Memory Box Tutorial

Admittedly, I am probably the least crafty person on the planet.  But, this is good news for you: anyone (yes, ANYONE) can make these cute, little keepsakes to stash whatever your little heart desires.

I saw this craft on the Martha Stewart website quite some time ago, with just a photo and no tutorial, although it is easy enough.  I have been seeing the very same photo floating around Pinterest forever.  We have made several over the past year for travel boxes complete with souvenirs from every vacation we have taken.  (Don’t worry – tutorial on those is coming up next!)

All you need to do is find a wooden cigar box that fits your needs.  They come in all shapes and sizes.  Now, these are available on Etsy for, in my humble opinion, ridiculous prices.  I simply drive my happy butt on over to any cigar store and ask whoever is working there if they have any old boxes they don’t want.  In fact, at most cigar stores I have been in they have a stash of them set out somewhere for people like us to take.  I do typically buy a cigar as a “thank you!” – someone I know will gladly take it.

Not all cigar boxes are created equal.  Some are made of sturdier wood – the nicer the cigar the nicer the box – but most will be just fine.  Most will have stickers on them which will be no problem with a little Goo Gone.  Most will also have a glossy finish which paint covers just fine.  At fist, we spent an awful lot of time sanding off the finish.  Waste of time!  Some will have indentations in the wood with their logo or band name, which is fine if you don’t mind that in the background.  We can call it rustic-looking.  After all, that is the style now, no?


 Here’s what you will need:
– Wooden Cigar Box (duh!)
– Newspaper or work surface that can be painted on
– Goo Gone
– Acrylic Paint
– Acrylic Paint Brushes
– Foam Spouncers
– Paint Stencils (I use the sticker ones)
– Paint Marker

See!  An incredible cheap craft project where all but the box are reusable.

 Step One:
Prepare your box for painting.  Remove any stickers from the box.  Goo Gone helps remove any sticky residue left behind and will not harm the wood.  Make sure all Goo Gone is wiped off prior to painting. Remove any debris left behind on the inside of the box – there is often times cigar residue. 

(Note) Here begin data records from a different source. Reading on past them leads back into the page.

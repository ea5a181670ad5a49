//! Subsystem facades.
//!
//! Each facade owns exactly one backend, chosen by the hardware selector, and
//! exposes the same operations whichever family that backend belongs to.
//! The facades are polled once per cycle through `periodic` before the
//! scheduler runs.

pub mod drive;
pub mod flywheel;
pub mod intake;

pub use drive::{Drive, DriveConfig};
pub use flywheel::{Flywheel, FlywheelConfig};
pub use intake::Intake;

/// Open-loop voltage control for system identification sweeps.
pub trait Characterizable {
    /// Apply `volts` to the mechanism, bypassing closed-loop control.
    fn run_characterization(&mut self, volts: f64);

    /// Measured mechanism velocity in the mechanism's own units.
    fn characterization_velocity(&self) -> f64;

    fn end_characterization(&mut self);
}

Ummmm….Probably don’t paint laying down on the carpet like I did…

Step Two:  Painting!  This is the fun part.  I used two colors but use as many as you want or just one.  I like to use a larger brush for majority of the box and the smallest one for tiny corners and the thin pieces of wood.  I always like to start on the inside and work my way out.  These boxes do suck up the paint so it will take several coats, especially on the glossy outer finish.  This box took two in the inside to get the desired color I hoped for and three out on the outside.  If you prefer a more worn, rustic finish two coats will be just fine.

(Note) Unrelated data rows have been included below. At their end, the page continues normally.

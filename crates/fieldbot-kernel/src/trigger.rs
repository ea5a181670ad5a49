//! Trigger conditions evaluated against one cycle's input snapshot.

use std::fmt;

use fieldbot_types::InputSnapshot;

/// A condition on raw device indices.  Profile resolution happens before
/// triggers are built, so a trigger never knows which controller it reads.
#[derive(Debug, Clone, PartialEq)]
pub enum Trigger {
    /// Button pressed; 1-based device index.
    Button(usize),
    /// Axis value strictly above `threshold`; 0-based device index.
    AxisAbove { axis: usize, threshold: f64 },
}

impl Trigger {
    pub fn is_active(&self, input: &InputSnapshot) -> bool {
        match self {
            Trigger::Button(index) => input.button(*index),
            Trigger::AxisAbove { axis, threshold } => input.axis(*axis) > *threshold,
        }
    }
}

impl fmt::Display for Trigger {
    fn fmt(&self, f: &mut fmt::Formatter<'_>) -> fmt::Result {
        match self {
            Trigger::Button(index) => write!(f, "button {index}"),
            Trigger::AxisAbove { axis, threshold } => write!(f, "axis {axis} > {threshold}"),
        }
    }
}

/// How a binding reacts to its trigger.
#[derive(Debug, Clone, Copy, PartialEq, Eq)]
pub enum Activation {
    /// Start on the rising edge, stop on the falling edge.
    WhileHeld,
    /// Start on the rising edge; runs until it finishes, times out or is
    /// preempted.
    OnTrue,
}

#[derive(Debug, Clone, Copy, PartialEq, Eq)]
pub enum Edge {
    Rising,
    Falling,
    Steady,
}

impl Edge {
    pub fn between(previous: bool, current: bool) -> Self {
        match (previous, current) {
            (false, true) => Edge::Rising,
            (true, false) => Edge::Falling,
            _ => Edge::Steady,
        }
    }
}

#[cfg(test)]
mod tests {
    use super::*;

    #[test]
    fn axis_threshold_is_strict() {
        let trigger = Trigger::AxisAbove {
            axis: 3,
            threshold: 0.5,
        };
        let mut input = InputSnapshot {
            axes: vec![0.0, 0.0, 0.0, 0.5],
            buttons: vec![],
        };
        assert!(!trigger.is_active(&input));
        input.axes[3] = 0.51;
        assert!(trigger.is_active(&input));
    }

    #[test]
    fn button_reads_one_based_index() {
        let input = InputSnapshot {
            axes: vec![],
            buttons: vec![false, true],
        };
        assert!(Trigger::Button(2).is_active(&input));
        assert!(!Trigger::Button(1).is_active(&input));
        assert!(!Trigger::Button(12).is_active(&input));
    }

    #[test]
    fn edges() {
        assert_eq!(Edge::between(false, true), Edge::Rising);
        assert_eq!(Edge::between(true, false), Edge::Falling);
        assert_eq!(Edge::between(true, true), Edge::Steady);
        assert_eq!(Edge::between(false, false), Edge::Steady);
    }
}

Step Three:  Stenciling.  Make sure the layers of paint are 100% dry before stenciling.  I used sticker paint stencils because, as I stated, I suck at crafting.  However, if you are crafty then you will have more lettering options which regular stencils.

It is very important to make sure the stencils are secured properly so you don’t end up with blotchy lettering.  I used the same color that I used inside which is light enough to stand out against the darker color.  The opposite also works well, obviously.  I used two thick coats and waited for them to dry before peeling off the stencils.

You can stencil any place on the box.  This time around I chose the top but typically I run the lettering horizontally across the front of the box so it is visible from a shelf or bookcase.  I also added a heart on the bottom inside corner of the box since I made this one for the fiance.  This is where you can decide if you would like to write anything inside (or outside) of the box with the paint marker.
Fun additions:
– Scented oil.  I don’t particularly like the smell of stale cigars, so I like to put a drop of scented oil from the craft store in the corner.  Cinnamon and vanilla are my go to scents.  Every time I open one of the boxes it smells amazing!
– Paint markers make it easy to add little notes or quotes or even just the year on the inside of bottom corner of the box.
– Shaped stencils.  I used a small heart above, but I also have seashells and decorative corner stencils to really make the boxes special.
I hope you enjoyed this simple cigar box turned keepsake box tutorial!  Feel free to send me photos of your own as I am always looking for new inspirations for my ever-growing collection.